Columbus, OH,
08
May
2017
|
17:40 PM
Europe/Amsterdam

Columbus Dispatch: Health Literacy

Program Aims To Educate Patients, Keep Them Out Of Hospital

When you get sick, you want to get well. Many times that could mean a trip to a doctor or a hospital.  When a patient leaves to go home, what has to happen to make sure that person doesn't return.

One of the most important things, according to Dr. Joe Geskey, Vice President of Medical Affairs at OhioHealth Doctors Hospital, education, and understanding is paramount.

It's one of the reasons Dr. Geskey pushed hard to make sure a Health Literacy pilot program happened at Doctors last year.

"It’s estimated that around one-third of United States consumers have some sort of limitation with health literacy," Dr. Geskey told JoAnne Viviano of The Columbus Dispatch.

At Doctors Hospital, team members learn more about heart and lung patients through a survey. From there, more than 100 signed up to be part of the Health Literacy program.
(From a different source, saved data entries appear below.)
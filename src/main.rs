//! Aether particle toy
//!
//! Sized particles push each other apart, latch onto close neighbours and
//! bounce off the window borders.

mod gpu;

use std::sync::Arc;
use std::time::{Duration, Instant};

use anyhow::Context;
use clap::Parser;
use gpu::GpuState;
use particle_renderer::{tessellate, DrawList, RenderOptions};
use particle_simulation::{spawn, Accumulation, ParticleSimulation, Variant, Viewport};
use rand::rngs::StdRng;
use rand::SeedableRng;
use winit::{
    application::ApplicationHandler,
    event::*,
    event_loop::{ActiveEventLoop, ControlFlow, EventLoop},
    keyboard::{KeyCode, PhysicalKey},
    window::{Window, WindowId},
};

/// Frame cap: one simulation step per frame at 60 Hz
const FRAME_INTERVAL: Duration = Duration::from_nanos(1_000_000_000 / 60);

/// Particle counts the force laws were tuned for
const TUNED_COUNT: std::ops::RangeInclusive<usize> = 1..=100;

#[derive(clap::ValueEnum, Clone, Copy, Debug)]
enum VariantArg {
    /// Aether avoidance with speed-scaled links and chaining pull
    Chained,
    /// Aether avoidance with fixed-distance links
    Avoidance,
    /// Plain particles attracted to each other
    Attraction,
    /// Plain particles drifting without forces
    Drift,
}

impl From<VariantArg> for Variant {
    fn from(arg: VariantArg) -> Self {
        match arg {
            VariantArg::Chained => Self::Chained,
            VariantArg::Avoidance => Self::Avoidance,
            VariantArg::Attraction => Self::Attraction,
            VariantArg::Drift => Self::Drift,
        }
    }
}

#[derive(clap::ValueEnum, Clone, Copy, Debug)]
enum AccumulationArg {
    /// Sum attraction over every other particle
    Sum,
    /// Keep only the last pair's attraction
    LastPair,
}

impl From<AccumulationArg> for Accumulation {
    fn from(arg: AccumulationArg) -> Self {
        match arg {
            AccumulationArg::Sum => Self::Sum,
            AccumulationArg::LastPair => Self::LastPair,
        }
    }
}

#[derive(Parser, Debug)]
#[command(version, about = "Interactive 2D particle toy")]
struct Args {
    /// Which force law and preset to run
    #[arg(short, long, value_enum, default_value_t = VariantArg::Chained)]
    variant: VariantArg,

    /// Override the preset particle count
    #[arg(short = 'n', long)]
    count: Option<usize>,

    /// Seed for the initial layout
    #[arg(short, long)]
    seed: Option<u64>,

    /// How attraction contributions are combined
    #[arg(long, value_enum, default_value_t = AccumulationArg::Sum)]
    accumulation: AccumulationArg,

    #[arg(long, default_value_t = 800)]
    width: u32,

    #[arg(long, default_value_t = 800)]
    height: u32,

    /// Run this many steps without a window and log the result
    #[arg(long, value_name = "STEPS")]
    headless: Option<u64>,
}

fn build_simulation(args: &Args) -> anyhow::Result<ParticleSimulation> {
    let variant = Variant::from(args.variant);

    let mut params = variant.params();
    params.accumulation = args.accumulation.into();
    params.viewport = Viewport {
        width: args.width as f32,
        height: args.height as f32,
        ..params.viewport
    };

    let mut spawn_config = variant.spawn_config();
    if let Some(count) = args.count {
        spawn_config.count = count;
    }
    if !TUNED_COUNT.contains(&spawn_config.count) {
        log::warn!(
            "{} particles is outside the tuned range {:?}",
            spawn_config.count,
            TUNED_COUNT
        );
    }

    let mut rng = match args.seed {
        Some(seed) => StdRng::seed_from_u64(seed),
        None => StdRng::from_os_rng(),
    };
    let particles = spawn(&spawn_config, &mut rng);

    ParticleSimulation::new(params, particles).context("invalid simulation parameters")
}

fn run_headless(mut simulation: ParticleSimulation, steps: u64) {
    log::info!("Running {} steps headless", steps);
    for _ in 0..steps {
        simulation.step();
        if simulation.tick() % 60 == 0 {
            log::debug!("{}", simulation.stats());
        }
    }
    log::info!("{}", simulation.stats());
}

struct App {
    simulation: ParticleSimulation,
    options: RenderOptions,
    window: Option<Arc<Window>>,
    gpu_state: Option<GpuState>,
    next_frame: Instant,
    error: Option<anyhow::Error>,
}

impl App {
    fn new(simulation: ParticleSimulation) -> Self {
        Self {
            simulation,
            options: RenderOptions::default(),
            window: None,
            gpu_state: None,
            next_frame: Instant::now(),
            error: None,
        }
    }

    fn init_window(&mut self, event_loop: &ActiveEventLoop) -> anyhow::Result<()> {
        let viewport = self.simulation.params().viewport;
        let window_attributes = Window::default_attributes()
            .with_title("Aether")
            .with_inner_size(winit::dpi::LogicalSize::new(viewport.width, viewport.height));

        let window = Arc::new(
            event_loop
                .create_window(window_attributes)
                .context("failed to create window")?,
        );
        let gpu_state = pollster::block_on(GpuState::new(window.clone(), &viewport))?;

        self.window = Some(window);
        self.gpu_state = Some(gpu_state);
        Ok(())
    }

    fn redraw(&mut self, event_loop: &ActiveEventLoop) {
        let (Some(window), Some(gpu_state)) = (&self.window, &mut self.gpu_state) else {
            return;
        };

        self.simulation.step();

        let list = DrawList::from_particles(
            self.simulation.particles(),
            &self.simulation.params().viewport,
            self.options,
        );
        let vertices = tessellate(&list);

        match gpu_state.render(&vertices) {
            Ok(()) => {}
            Err(wgpu::SurfaceError::Lost | wgpu::SurfaceError::Outdated) => {
                gpu_state.resize(window.inner_size())
            }
            Err(wgpu::SurfaceError::OutOfMemory) => event_loop.exit(),
            Err(e) => log::warn!("Render error: {:?}", e),
        }

        if self.simulation.tick() % 60 == 0 {
            let stats = self.simulation.stats();
            window.set_title(&format!(
                "Aether - {} particles, {} linked",
                stats.particles, stats.linked
            ));
            log::debug!("{}", stats);
        }
    }
}

impl ApplicationHandler for App {
    fn resumed(&mut self, event_loop: &ActiveEventLoop) {
        if self.window.is_some() {
            return;
        }
        if let Err(e) = self.init_window(event_loop) {
            self.error = Some(e);
            event_loop.exit();
        }
    }

    fn window_event(
        &mut self,
        event_loop: &ActiveEventLoop,
        _window_id: WindowId,
        event: WindowEvent,
    ) {
        match event {
            WindowEvent::CloseRequested
            | WindowEvent::KeyboardInput {
                event:
                    KeyEvent {
                        physical_key: PhysicalKey::Code(KeyCode::Escape),
                        ..
                    },
                ..
            } => event_loop.exit(),

            WindowEvent::KeyboardInput {
                event:
                    KeyEvent {
                        physical_key: PhysicalKey::Code(key_code),
                        state: ElementState::Pressed,
                        repeat: false,
                        ..
                    },
                ..
            } => match key_code {
                KeyCode::KeyH => {
                    self.options.toggle_vectors();
                    log::debug!("Vectors: {}", self.options.show_vectors);
                }
                KeyCode::KeyT => {
                    self.options.toggle_trails();
                    log::debug!("Trails: {}", self.options.show_trails);
                }
                _ => {}
            },

            WindowEvent::Resized(physical_size) => {
                if let Some(gpu_state) = &mut self.gpu_state {
                    gpu_state.resize(physical_size);
                }
            }

            WindowEvent::RedrawRequested => self.redraw(event_loop),

            _ => {}
        }
    }

    fn about_to_wait(&mut self, event_loop: &ActiveEventLoop) {
        let now = Instant::now();
        if now >= self.next_frame {
            if let Some(window) = &self.window {
                window.request_redraw();
            }
            // No catch-up: a late frame just pushes the schedule back
            self.next_frame = (self.next_frame + FRAME_INTERVAL).max(now);
        }
        event_loop.set_control_flow(ControlFlow::WaitUntil(self.next_frame));
    }
}

fn main() -> anyhow::Result<()> {
    // Initialize logger (RUST_LOG=debug for verbose output)
    env_logger::Builder::from_env(env_logger::Env::default().default_filter_or("info")).init();

    let args = Args::parse();
    let simulation = build_simulation(&args)?;

    if let Some(steps) = args.headless {
        run_headless(simulation, steps);
        return Ok(());
    }

    log::info!("Starting particle toy ({:?})...", args.variant);

    let event_loop = EventLoop::new().context("failed to create event loop")?;
    let mut app = App::new(simulation);
    event_loop.run_app(&mut app).context("event loop failed")?;

    match app.error.take() {
        Some(e) => Err(e),
        None => Ok(()),
    }
}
As part of that program, patients get personalized visits from Dr. Geskey and members of the OhioHealth Home Care team.

“The most poignant aspect of this is that this kills,” Geskey told the Dispatch. “Very few people screen for literacy. ... If literacy can lead to bad health outcomes, why don’t we do more of this?”

Now, 100 patients in, Dr. Geskey says they are seeing what appears to be positive news. Of the more than 100 in the program, the readmission rate is around 10%. That is a number Dr. Geskey says is a good sign.

“Many physicians and health-care providers come with an impression that what they’re saying is easily understandable,  whereas patients have significant problems to be able to understand very complex information,” Geskey said. “And that sets up a potential for failure from the beginning. We have the ability to teach them, we have the ability for them to be successful.”